Before leaving for the cemetery to bury our David, my husband spoke to us quietly; “I want you to remember that David did not take his life. He took what schizophrenia had made of it. He ended his agony and I thank my son for putting a stop to his suffering. I hope that he has found the peace of mind he so desperately sought, the peace of mind that eluded him during the last 16 years of his life. Now, we have to face the tragedy of our loss.’
We buried our son, and on that dull winter’s day, I talked to him for the last time, while in the cold, still air I heard a thousand birds sing their songs of life. All the people who had loved him could finally say farewell, even those who had not coped with his schizophrenia but they knew how to handle death. So many friends, family and neighbors stood, shoulders touching, breath mingling in the icy air into one great sigh for our loss. I whispered goodbye. So much left unsaid. I ached to see him on his surfboard. I heard the thud of earth and he was gone. He didn’t even say goodbye. In a tumble of memories, I saw David’s smile superimposed on the painful image of his anguished, tortured expression.

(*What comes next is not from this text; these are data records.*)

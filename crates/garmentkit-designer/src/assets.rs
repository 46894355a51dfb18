//! Asset loading for garment photos, uploaded artwork and fonts.
//!
//! Loads are the suspension points of a variant transition. Nothing here can
//! be aborted: callers decide whether a result is still wanted once it
//! resolves.

use async_trait::async_trait;
use garmentkit_core::ImageLoadError;
use image::RgbaImage;
use std::cell::RefCell;
use std::collections::HashMap;
use std::io::ErrorKind;
use std::path::{Component, Path, PathBuf};
use std::rc::Rc;

/// Source of image and font bytes.
#[async_trait(?Send)]
pub trait AssetLoader {
    /// Fetch the raw bytes behind `url`.
    async fn load_bytes(&self, url: &str) -> Result<Vec<u8>, ImageLoadError>;

    /// Fetch and decode an image.
    async fn load_image(&self, url: &str) -> Result<RgbaImage, ImageLoadError> {
        let bytes = self.load_bytes(url).await?;
        decode_image(url, &bytes)
    }
}

/// Decode PNG/JPEG bytes to straight RGBA.
pub fn decode_image(url: &str, bytes: &[u8]) -> Result<RgbaImage, ImageLoadError> {
    image::load_from_memory(bytes)
        .map(|img| img.to_rgba8())
        .map_err(|e| ImageLoadError::Decode {
            url: url.to_string(),
            reason: e.to_string(),
        })
}

/// Loads assets from a directory. URLs are relative paths, optionally
/// prefixed with `file://`.
#[derive(Debug, Clone)]
pub struct FileAssetLoader {
    root: PathBuf,
}

impl FileAssetLoader {
    pub fn new(root: impl Into<PathBuf>) -> Self {
        Self { root: root.into() }
    }

    /// Directory relative URLs are resolved against.
    pub fn root(&self) -> &Path {
        &self.root
    }

    fn resolve(&self, url: &str) -> Result<PathBuf, ImageLoadError> {
        let relative = url.strip_prefix("file://").unwrap_or(url);
        if relative.contains("://") {
            return Err(ImageLoadError::Unsupported {
                url: url.to_string(),
            });
        }

        let relative = Path::new(relative.trim_start_matches('/'));
        if relative
            .components()
            .any(|c| matches!(c, Component::ParentDir | Component::Prefix(_)))
        {
            return Err(ImageLoadError::Unsupported {
                url: url.to_string(),
            });
        }
        Ok(self.root.join(relative))
    }
}

#[async_trait(?Send)]
impl AssetLoader for FileAssetLoader {
    async fn load_bytes(&self, url: &str) -> Result<Vec<u8>, ImageLoadError> {
        let path = self.resolve(url)?;
        tokio::fs::read(&path).await.map_err(|e| match e.kind() {
            ErrorKind::NotFound => ImageLoadError::NotFound {
                url: url.to_string(),
            },
            _ => ImageLoadError::Io {
                url: url.to_string(),
                reason: e.to_string(),
            },
        })
    }
}

/// In-memory assets keyed by URL.
#[derive(Default)]
pub struct MemoryAssetLoader {
    images: RefCell<HashMap<String, RgbaImage>>,
    bytes: RefCell<HashMap<String, Vec<u8>>>,
}

impl MemoryAssetLoader {
    pub fn new() -> Self {
        Self::default()
    }

    /// Serve `image` for `url`.
    pub fn insert_image(&self, url: impl Into<String>, image: RgbaImage) {
        self.images.borrow_mut().insert(url.into(), image);
    }

    /// Serve raw `bytes` (fonts, undecoded files) for `url`.
    pub fn insert_bytes(&self, url: impl Into<String>, bytes: Vec<u8>) {
        self.bytes.borrow_mut().insert(url.into(), bytes);
    }
}

#[async_trait(?Send)]
impl AssetLoader for MemoryAssetLoader {
    async fn load_bytes(&self, url: &str) -> Result<Vec<u8>, ImageLoadError> {
        self.bytes
            .borrow()
            .get(url)
            .cloned()
            .ok_or_else(|| ImageLoadError::NotFound {
                url: url.to_string(),
            })
    }

    async fn load_image(&self, url: &str) -> Result<RgbaImage, ImageLoadError> {
        if let Some(image) = self.images.borrow().get(url) {
            return Ok(image.clone());
        }
        let bytes = self.load_bytes(url).await?;
        decode_image(url, &bytes)
    }
}

/// Decoded-image cache shared by transitions and scene decoding.
pub struct AssetCache {
    loader: Rc<dyn AssetLoader>,
    images: RefCell<HashMap<String, Rc<RgbaImage>>>,
}

impl AssetCache {
    pub fn new(loader: Rc<dyn AssetLoader>) -> Self {
        Self {
            loader,
            images: RefCell::new(HashMap::new()),
        }
    }

    /// The loader behind the cache, for uncached byte loads.
    pub fn loader(&self) -> &Rc<dyn AssetLoader> {
        &self.loader
    }

    /// Load an image, reusing a previous successful decode. Failures are not cached.
    pub async fn image(&self, url: &str) -> Result<Rc<RgbaImage>, ImageLoadError> {
        if let Some(hit) = self.images.borrow().get(url) {
            return Ok(Rc::clone(hit));
        }

        let loaded = Rc::new(self.loader.load_image(url).await?);
        self.images
            .borrow_mut()
            .insert(url.to_string(), Rc::clone(&loaded));
        Ok(loaded)
    }

    /// Seed the cache, e.g. with an image the user just uploaded.
    pub fn insert(&self, url: impl Into<String>, image: Rc<RgbaImage>) {
        self.images.borrow_mut().insert(url.into(), image);
    }

    /// Number of decoded images held.
    pub fn len(&self) -> usize {
        self.images.borrow().len()
    }

    pub fn is_empty(&self) -> bool {
        self.images.borrow().is_empty()
    }

    /// Forget every cached image. Later loads go back to the loader.
    pub fn clear(&self) {
        self.images.borrow_mut().clear();
    }
}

I love you, David. Rest. 1962 – 1996
Few people knew what to say to us, how to behave. All we wanted was to talk about our son, about his extreme pain and his lack of peace of mind, Some stayed away which was probably easier for them. We understood but it was hurtful. We did not blame ourselves for what had happened. All my family needed was to concentrate on healing and grief recovery. It had not been easy for any of us to watch our child suffer and feel as helpless to ease his pain as we’d been.
It might seem to some people that suicide is a selfish act by leaving near and dear ones behind to deal with the fears and the grief. But, he was mentally ill and a person who takes his life intentionally is not in possession of a healthy mind.

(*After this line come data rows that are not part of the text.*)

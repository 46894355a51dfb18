use std::path::{Path, PathBuf};
use std::rc::Rc;

use anyhow::Context as _;
use clap::{Parser, Subcommand};
use garmentkit::{init_logging, Config, DesignerSession, FileAssetLoader, SessionSnapshot};

#[derive(Parser, Debug)]
#[command(name = "garmentkit", version, long_version = garmentkit::BUILD_DATE)]
struct Cli {
    /// Config file (JSON or TOML). Defaults to the user config, if any.
    #[arg(long, global = true)]
    config: Option<PathBuf>,

    #[command(subcommand)]
    cmd: Command,
}

#[derive(Subcommand, Debug)]
enum Command {
    /// Render a saved session to a zip of mockups and design layers.
    Export(ExportArgs),
    /// Print the price of every designed garment in a saved session.
    Quote(QuoteArgs),
    /// Print the default configuration as JSON.
    DefaultConfig,
    /// List font families available for text.
    Fonts,
}

#[derive(Parser, Debug)]
struct ExportArgs {
    /// Session snapshot JSON.
    #[arg(long)]
    snapshot: PathBuf,

    /// Directory garment photos and artwork are resolved against.
    #[arg(long, default_value = ".")]
    assets: PathBuf,

    /// Garment type to export instead of the snapshot's selection.
    #[arg(long)]
    garment: Option<String>,

    /// Output zip path.
    #[arg(long)]
    out: PathBuf,
}

#[derive(Parser, Debug)]
struct QuoteArgs {
    /// Session snapshot JSON.
    #[arg(long)]
    snapshot: PathBuf,

    /// Directory garment photos and artwork are resolved against.
    #[arg(long, default_value = ".")]
    assets: PathBuf,
}

#[tokio::main(flavor = "current_thread")]
async fn main() -> anyhow::Result<()> {
    init_logging()?;
    let cli = Cli::parse();
    match cli.cmd {
        Command::Export(args) => cmd_export(cli.config.as_deref(), args).await,
        Command::Quote(args) => cmd_quote(cli.config.as_deref(), args).await,
        Command::DefaultConfig => {
            println!("{}", serde_json::to_string_pretty(&Config::default())?);
            Ok(())
        }
        Command::Fonts => {
            for family in garmentkit::designer::list_system_families() {
                println!("{}", family);
            }
            Ok(())
        }
    }
}

fn load_config(path: Option<&Path>) -> anyhow::Result<Config> {
    match path {
        Some(path) => Config::load_from_file(path)
            .with_context(|| format!("load config '{}'", path.display())),
        None => Config::load_or_default().context("load user config"),
    }
}

async fn open_session(
    config: Option<&Path>,
    assets: &Path,
    snapshot: &Path,
) -> anyhow::Result<DesignerSession> {
    let config = load_config(config)?;
    let loader = Rc::new(FileAssetLoader::new(assets));
    let session = DesignerSession::new(config, loader).context("invalid configuration")?;

    let snapshot = SessionSnapshot::load_from_file(snapshot)
        .with_context(|| format!("read snapshot '{}'", snapshot.display()))?;
    let outcome = session
        .restore_snapshot(snapshot)
        .await
        .context("restore snapshot")?;
    anyhow::ensure!(outcome.is_completed(), "snapshot restore was interrupted");
    Ok(session)
}

async fn cmd_export(config: Option<&Path>, args: ExportArgs) -> anyhow::Result<()> {
    let session = open_session(config, &args.assets, &args.snapshot).await?;
    if let Some(garment) = &args.garment {
        session
            .on_garment_changed(garment)
            .await
            .with_context(|| format!("select garment '{}'", garment))?;
    }

    let bytes = session.export_archive().await.context("export design")?;
    std::fs::write(&args.out, &bytes)
        .with_context(|| format!("write archive '{}'", args.out.display()))?;

    let variant = session.variant();
    match session.quote() {
        Some(quote) => println!(
            "{}: {} bytes written to {} (subtotal {})",
            variant.garment,
            bytes.len(),
            args.out.display(),
            quote.subtotal
        ),
        None => println!(
            "{}: nothing printed, empty archive written to {}",
            variant.garment,
            args.out.display()
        ),
    }
    Ok(())
}

async fn cmd_quote(config: Option<&Path>, args: QuoteArgs) -> anyhow::Result<()> {
    let session = open_session(config, &args.assets, &args.snapshot).await?;
    let garments: Vec<String> = session.config().garments.keys().cloned().collect();

    let mut quotes = serde_json::Map::new();
    for garment in garments {
        if let Some(quote) = session.quote_for(&garment) {
            quotes.insert(garment, serde_json::to_value(quote)?);
        }
    }
    println!("{}", serde_json::to_string_pretty(&quotes)?);
    Ok(())
}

Shock was our first reaction. Then came the numbness and an indescribably overwhelming sadness. I was also very angry with the mental health profession for their inability to help our son. I knew that he was medication resistant and could not survive as he had no peace of mind at all, but that didn’t help then. Hearing voices all the time must have been indescribably painful. All he wanted was a good job, someone to love, and peace of mind…not much to ask for, is it?
I knew instinctively that I had to use the word suicide when talking to people. I had to get used to saying it. People were shocked at first. The healing and coping process required me to talk about my feelings, about the sadness, anger and hurt. I wrote everything down too.
My husband and our daughters each grieved in their own way. We visited our son’s grave quite often at first, but when we stood in front of the icy slab of marble, we felt that it could not possibly be our son in there. Home again, I held a snapshot of him on his surfboard and spoke to him.
There were painful reminders everywhere. I gave his surfboard away together with his surfing magazines. He’d loved them so.
Birthdays and holidays were so difficult. Going into his bedroom was impossible at first. Friends did not know what to say but by being there, it was a great comfort to us all. Nothing could return to the way it was. We took one day at a time. It was so difficult.
Every year, on the anniversary of our son’s death, my family chooses to be alone. We go to the cemetery where my late husband read a prayer; we speak to him in turn and cry a whole lot, but we do not feel like having a lot of people around us. I don’t know why, but that is the way we all feel.
To this day when people ask me how many children I have, everything comes flooding back in a flash. Nobody has said anything wrong, but that’s the way it will always be. When I see men of his age with wives and children, my hopes and dreams for him that came to nothing, wash over me. I doubt whether we will ever get over the shock and I know that our son will always be in my thoughts.